Required work:
From the first line of the records through the line containing "pub fn is_in_use(&self)", retype every line exactly and nothing else.

Recorded information:
>>>

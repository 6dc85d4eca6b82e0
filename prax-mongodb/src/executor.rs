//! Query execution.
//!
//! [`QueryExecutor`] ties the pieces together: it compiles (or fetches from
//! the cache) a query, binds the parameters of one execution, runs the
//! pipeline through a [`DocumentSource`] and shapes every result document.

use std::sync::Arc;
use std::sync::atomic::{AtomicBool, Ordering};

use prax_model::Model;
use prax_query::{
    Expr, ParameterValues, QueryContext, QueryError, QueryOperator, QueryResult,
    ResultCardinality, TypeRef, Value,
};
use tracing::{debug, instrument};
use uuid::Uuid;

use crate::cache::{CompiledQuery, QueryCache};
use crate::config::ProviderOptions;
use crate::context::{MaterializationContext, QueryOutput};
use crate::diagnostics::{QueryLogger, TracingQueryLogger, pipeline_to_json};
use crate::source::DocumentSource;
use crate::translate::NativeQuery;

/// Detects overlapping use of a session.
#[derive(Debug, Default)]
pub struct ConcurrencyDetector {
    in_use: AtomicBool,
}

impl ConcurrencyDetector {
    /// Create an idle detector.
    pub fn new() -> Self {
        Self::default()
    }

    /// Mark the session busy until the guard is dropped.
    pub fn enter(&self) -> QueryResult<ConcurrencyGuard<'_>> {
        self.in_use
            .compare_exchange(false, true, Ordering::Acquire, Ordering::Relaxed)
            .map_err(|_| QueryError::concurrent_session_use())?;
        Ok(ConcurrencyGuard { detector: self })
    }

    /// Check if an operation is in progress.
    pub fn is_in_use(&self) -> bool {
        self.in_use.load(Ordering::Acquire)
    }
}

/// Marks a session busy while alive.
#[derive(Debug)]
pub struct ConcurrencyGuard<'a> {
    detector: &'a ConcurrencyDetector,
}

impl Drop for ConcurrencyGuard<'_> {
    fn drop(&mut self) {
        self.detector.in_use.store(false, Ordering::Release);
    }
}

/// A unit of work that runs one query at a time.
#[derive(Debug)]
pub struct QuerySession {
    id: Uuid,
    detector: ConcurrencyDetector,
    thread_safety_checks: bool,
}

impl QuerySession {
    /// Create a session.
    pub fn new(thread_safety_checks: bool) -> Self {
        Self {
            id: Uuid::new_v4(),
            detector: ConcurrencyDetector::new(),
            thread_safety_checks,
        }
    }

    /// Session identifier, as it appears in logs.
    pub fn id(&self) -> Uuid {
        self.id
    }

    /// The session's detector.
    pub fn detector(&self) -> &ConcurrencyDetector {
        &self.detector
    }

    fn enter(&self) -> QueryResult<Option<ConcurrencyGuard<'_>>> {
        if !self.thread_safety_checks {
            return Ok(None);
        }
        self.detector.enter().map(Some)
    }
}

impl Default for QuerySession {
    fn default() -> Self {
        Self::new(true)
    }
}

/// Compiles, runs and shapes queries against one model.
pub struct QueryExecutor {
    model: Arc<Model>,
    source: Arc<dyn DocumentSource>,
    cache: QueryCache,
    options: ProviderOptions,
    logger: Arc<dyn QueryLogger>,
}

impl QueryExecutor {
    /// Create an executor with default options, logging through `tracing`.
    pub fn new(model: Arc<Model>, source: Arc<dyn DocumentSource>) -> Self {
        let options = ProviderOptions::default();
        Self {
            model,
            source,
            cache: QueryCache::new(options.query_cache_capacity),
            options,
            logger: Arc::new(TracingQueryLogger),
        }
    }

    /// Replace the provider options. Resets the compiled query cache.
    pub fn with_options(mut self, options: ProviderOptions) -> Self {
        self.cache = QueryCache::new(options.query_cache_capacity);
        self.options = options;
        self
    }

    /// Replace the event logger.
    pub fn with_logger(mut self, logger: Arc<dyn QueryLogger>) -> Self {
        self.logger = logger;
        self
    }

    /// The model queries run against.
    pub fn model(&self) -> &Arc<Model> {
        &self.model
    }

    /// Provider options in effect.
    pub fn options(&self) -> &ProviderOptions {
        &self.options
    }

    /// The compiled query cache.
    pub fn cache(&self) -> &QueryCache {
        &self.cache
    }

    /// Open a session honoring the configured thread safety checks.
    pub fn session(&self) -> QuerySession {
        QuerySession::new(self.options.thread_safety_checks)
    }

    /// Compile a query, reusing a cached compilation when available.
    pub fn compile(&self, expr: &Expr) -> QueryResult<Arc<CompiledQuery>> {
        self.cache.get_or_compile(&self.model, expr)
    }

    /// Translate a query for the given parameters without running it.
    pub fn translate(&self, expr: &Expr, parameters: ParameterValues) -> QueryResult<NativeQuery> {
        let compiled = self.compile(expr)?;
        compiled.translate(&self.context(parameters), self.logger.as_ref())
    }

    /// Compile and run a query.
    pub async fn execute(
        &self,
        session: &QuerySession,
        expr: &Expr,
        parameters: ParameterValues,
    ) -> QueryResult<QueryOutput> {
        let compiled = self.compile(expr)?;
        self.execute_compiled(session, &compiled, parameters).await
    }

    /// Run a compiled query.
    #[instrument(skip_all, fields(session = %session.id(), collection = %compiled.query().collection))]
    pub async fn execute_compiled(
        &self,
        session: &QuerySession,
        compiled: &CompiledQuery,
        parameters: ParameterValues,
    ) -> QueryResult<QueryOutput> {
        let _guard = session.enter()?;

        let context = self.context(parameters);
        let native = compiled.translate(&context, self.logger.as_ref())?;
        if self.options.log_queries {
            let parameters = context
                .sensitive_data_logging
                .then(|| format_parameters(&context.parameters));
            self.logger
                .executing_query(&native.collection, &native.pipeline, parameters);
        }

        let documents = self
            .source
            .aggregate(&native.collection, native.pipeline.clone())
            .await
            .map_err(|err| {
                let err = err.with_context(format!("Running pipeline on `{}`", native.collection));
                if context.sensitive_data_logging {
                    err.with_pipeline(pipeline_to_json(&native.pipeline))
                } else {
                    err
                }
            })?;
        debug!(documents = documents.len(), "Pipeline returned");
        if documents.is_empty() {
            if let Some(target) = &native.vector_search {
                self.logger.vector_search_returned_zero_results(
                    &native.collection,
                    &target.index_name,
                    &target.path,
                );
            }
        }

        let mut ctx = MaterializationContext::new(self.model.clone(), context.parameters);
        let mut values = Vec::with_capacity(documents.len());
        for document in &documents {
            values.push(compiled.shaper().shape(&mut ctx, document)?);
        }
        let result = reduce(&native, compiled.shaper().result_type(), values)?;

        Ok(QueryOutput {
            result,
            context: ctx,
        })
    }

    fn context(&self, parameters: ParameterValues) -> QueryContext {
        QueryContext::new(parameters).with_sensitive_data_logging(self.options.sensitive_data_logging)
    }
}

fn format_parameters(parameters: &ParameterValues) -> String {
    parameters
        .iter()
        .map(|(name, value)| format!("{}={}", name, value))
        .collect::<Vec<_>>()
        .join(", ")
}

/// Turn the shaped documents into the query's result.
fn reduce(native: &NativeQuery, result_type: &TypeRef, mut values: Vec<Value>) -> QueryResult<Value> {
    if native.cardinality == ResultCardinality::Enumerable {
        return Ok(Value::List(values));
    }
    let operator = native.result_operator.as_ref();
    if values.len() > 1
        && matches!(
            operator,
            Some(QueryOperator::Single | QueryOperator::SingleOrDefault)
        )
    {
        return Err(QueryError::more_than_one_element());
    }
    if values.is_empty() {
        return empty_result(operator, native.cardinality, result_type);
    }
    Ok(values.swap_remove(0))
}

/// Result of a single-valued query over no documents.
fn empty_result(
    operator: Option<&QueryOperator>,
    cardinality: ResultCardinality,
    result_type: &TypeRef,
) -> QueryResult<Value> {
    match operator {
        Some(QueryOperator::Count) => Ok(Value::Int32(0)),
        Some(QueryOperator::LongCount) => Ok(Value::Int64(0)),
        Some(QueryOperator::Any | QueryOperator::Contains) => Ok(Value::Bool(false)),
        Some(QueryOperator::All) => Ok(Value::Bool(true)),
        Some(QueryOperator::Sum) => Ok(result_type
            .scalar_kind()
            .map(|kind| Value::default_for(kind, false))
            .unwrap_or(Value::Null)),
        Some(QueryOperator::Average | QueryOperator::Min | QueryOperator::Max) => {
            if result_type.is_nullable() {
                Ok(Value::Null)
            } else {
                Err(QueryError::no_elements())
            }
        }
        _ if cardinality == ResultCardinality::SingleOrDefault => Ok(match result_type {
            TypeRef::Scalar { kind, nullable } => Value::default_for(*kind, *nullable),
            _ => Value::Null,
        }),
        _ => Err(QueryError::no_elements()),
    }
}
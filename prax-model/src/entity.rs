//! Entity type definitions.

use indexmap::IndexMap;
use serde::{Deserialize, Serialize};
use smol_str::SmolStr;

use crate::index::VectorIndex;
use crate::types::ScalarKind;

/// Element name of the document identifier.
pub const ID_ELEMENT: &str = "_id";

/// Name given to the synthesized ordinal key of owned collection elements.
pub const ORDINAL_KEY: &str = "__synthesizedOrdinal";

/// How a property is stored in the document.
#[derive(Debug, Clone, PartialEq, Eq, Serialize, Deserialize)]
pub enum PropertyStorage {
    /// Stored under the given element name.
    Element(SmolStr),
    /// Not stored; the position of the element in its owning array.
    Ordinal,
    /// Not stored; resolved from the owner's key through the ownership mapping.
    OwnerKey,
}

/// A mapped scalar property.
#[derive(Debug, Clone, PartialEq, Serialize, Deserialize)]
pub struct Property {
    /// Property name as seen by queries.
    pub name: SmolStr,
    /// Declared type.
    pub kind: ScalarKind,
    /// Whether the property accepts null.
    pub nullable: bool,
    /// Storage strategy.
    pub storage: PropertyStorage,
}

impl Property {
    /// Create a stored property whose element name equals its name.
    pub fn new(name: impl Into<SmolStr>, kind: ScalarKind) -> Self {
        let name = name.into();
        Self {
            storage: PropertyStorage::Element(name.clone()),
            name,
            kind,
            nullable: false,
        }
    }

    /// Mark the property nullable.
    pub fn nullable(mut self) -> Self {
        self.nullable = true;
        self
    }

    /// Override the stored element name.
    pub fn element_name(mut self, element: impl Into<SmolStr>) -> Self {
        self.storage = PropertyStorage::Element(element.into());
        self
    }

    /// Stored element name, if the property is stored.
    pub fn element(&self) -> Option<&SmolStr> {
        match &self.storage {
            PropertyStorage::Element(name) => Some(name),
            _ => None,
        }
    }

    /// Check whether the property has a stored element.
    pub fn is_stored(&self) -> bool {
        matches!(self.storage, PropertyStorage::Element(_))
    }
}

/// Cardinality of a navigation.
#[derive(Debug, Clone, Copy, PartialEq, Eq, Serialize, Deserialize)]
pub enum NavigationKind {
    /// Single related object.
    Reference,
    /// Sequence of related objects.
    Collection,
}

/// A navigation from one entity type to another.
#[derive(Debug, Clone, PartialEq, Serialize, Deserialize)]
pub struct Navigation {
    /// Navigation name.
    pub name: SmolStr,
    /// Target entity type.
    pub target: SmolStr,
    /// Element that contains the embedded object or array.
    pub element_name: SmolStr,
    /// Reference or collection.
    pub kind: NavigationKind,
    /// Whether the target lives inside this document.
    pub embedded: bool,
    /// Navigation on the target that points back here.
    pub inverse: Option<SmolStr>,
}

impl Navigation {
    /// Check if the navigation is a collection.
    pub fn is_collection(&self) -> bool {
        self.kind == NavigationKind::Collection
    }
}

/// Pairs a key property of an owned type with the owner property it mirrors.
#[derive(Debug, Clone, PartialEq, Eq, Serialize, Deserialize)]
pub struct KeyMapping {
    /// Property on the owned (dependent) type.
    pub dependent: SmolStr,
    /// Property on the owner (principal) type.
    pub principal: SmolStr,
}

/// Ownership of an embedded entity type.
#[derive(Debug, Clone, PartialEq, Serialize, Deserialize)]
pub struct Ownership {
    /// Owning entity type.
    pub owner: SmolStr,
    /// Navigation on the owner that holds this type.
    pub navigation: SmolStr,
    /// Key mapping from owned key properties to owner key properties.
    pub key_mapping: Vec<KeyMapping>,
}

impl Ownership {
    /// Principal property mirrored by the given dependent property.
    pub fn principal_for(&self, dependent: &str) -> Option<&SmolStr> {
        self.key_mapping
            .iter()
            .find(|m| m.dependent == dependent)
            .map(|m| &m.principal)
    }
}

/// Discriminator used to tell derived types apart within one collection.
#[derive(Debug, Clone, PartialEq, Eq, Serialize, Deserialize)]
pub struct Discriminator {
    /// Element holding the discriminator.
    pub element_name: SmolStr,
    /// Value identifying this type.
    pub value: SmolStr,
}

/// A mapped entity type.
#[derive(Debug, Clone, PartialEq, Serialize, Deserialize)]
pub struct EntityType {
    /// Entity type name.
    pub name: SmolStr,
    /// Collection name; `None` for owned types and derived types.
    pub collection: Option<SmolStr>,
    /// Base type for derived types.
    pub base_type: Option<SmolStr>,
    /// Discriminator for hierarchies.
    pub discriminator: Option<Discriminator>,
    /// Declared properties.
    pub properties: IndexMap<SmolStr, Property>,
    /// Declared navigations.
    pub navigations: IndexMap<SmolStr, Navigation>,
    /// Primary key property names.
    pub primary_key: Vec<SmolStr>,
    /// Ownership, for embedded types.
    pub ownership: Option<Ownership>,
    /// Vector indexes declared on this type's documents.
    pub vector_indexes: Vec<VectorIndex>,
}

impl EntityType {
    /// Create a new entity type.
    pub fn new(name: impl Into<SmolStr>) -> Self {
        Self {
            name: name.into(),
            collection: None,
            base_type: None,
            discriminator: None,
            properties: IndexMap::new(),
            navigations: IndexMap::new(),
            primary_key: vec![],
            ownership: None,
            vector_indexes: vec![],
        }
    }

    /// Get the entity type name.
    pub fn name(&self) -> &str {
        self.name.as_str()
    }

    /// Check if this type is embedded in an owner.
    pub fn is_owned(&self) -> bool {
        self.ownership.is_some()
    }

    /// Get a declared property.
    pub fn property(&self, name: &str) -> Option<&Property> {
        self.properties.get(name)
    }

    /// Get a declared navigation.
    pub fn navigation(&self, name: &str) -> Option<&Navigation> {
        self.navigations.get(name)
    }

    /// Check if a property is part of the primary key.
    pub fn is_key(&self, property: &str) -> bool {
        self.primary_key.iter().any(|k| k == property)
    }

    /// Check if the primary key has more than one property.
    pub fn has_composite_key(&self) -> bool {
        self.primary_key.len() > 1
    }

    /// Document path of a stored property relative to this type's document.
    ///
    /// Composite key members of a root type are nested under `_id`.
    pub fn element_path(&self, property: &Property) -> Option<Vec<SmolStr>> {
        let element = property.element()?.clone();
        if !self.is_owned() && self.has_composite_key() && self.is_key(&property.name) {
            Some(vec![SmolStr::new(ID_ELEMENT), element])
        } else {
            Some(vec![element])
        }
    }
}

<<<

Answer space:
repository 6dc85d4eca6b82e0
filename prax-mongodb/src/executor.rs
//! Query execution.
//!
//! [`QueryExecutor`] ties the pieces together: it compiles (or fetches from
//! the cache) a query, binds the parameters of one execution, runs the
//! pipeline through a [`DocumentSource`] and shapes every result document.

use std::sync::Arc;
use std::sync::atomic::{AtomicBool, Ordering};

use prax_model::Model;
use prax_query::{
    Expr, ParameterValues, QueryContext, QueryError, QueryOperator, QueryResult,
    ResultCardinality, TypeRef, Value,
};
use tracing::{debug, instrument};
use uuid::Uuid;

use crate::cache::{CompiledQuery, QueryCache};
use crate::config::ProviderOptions;
use crate::context::{MaterializationContext, QueryOutput};
use crate::diagnostics::{QueryLogger, TracingQueryLogger, pipeline_to_json};
use crate::source::DocumentSource;
use crate::translate::NativeQuery;

/// Detects overlapping use of a session.
#[derive(Debug, Default)]
pub struct ConcurrencyDetector {
    in_use: AtomicBool,
}

impl ConcurrencyDetector {
    /// Create an idle detector.
    pub fn new() -> Self {
        Self::default()
    }

    /// Mark the session busy until the guard is dropped.
    pub fn enter(&self) -> QueryResult<ConcurrencyGuard<'_>> {
        self.in_use
            .compare_exchange(false, true, Ordering::Acquire, Ordering::Relaxed)
            .map_err(|_| QueryError::concurrent_session_use())?;
        Ok(ConcurrencyGuard { detector: self })
    }

    /// Check if an operation is in progress.
    pub fn is_in_use(&self) -> bool {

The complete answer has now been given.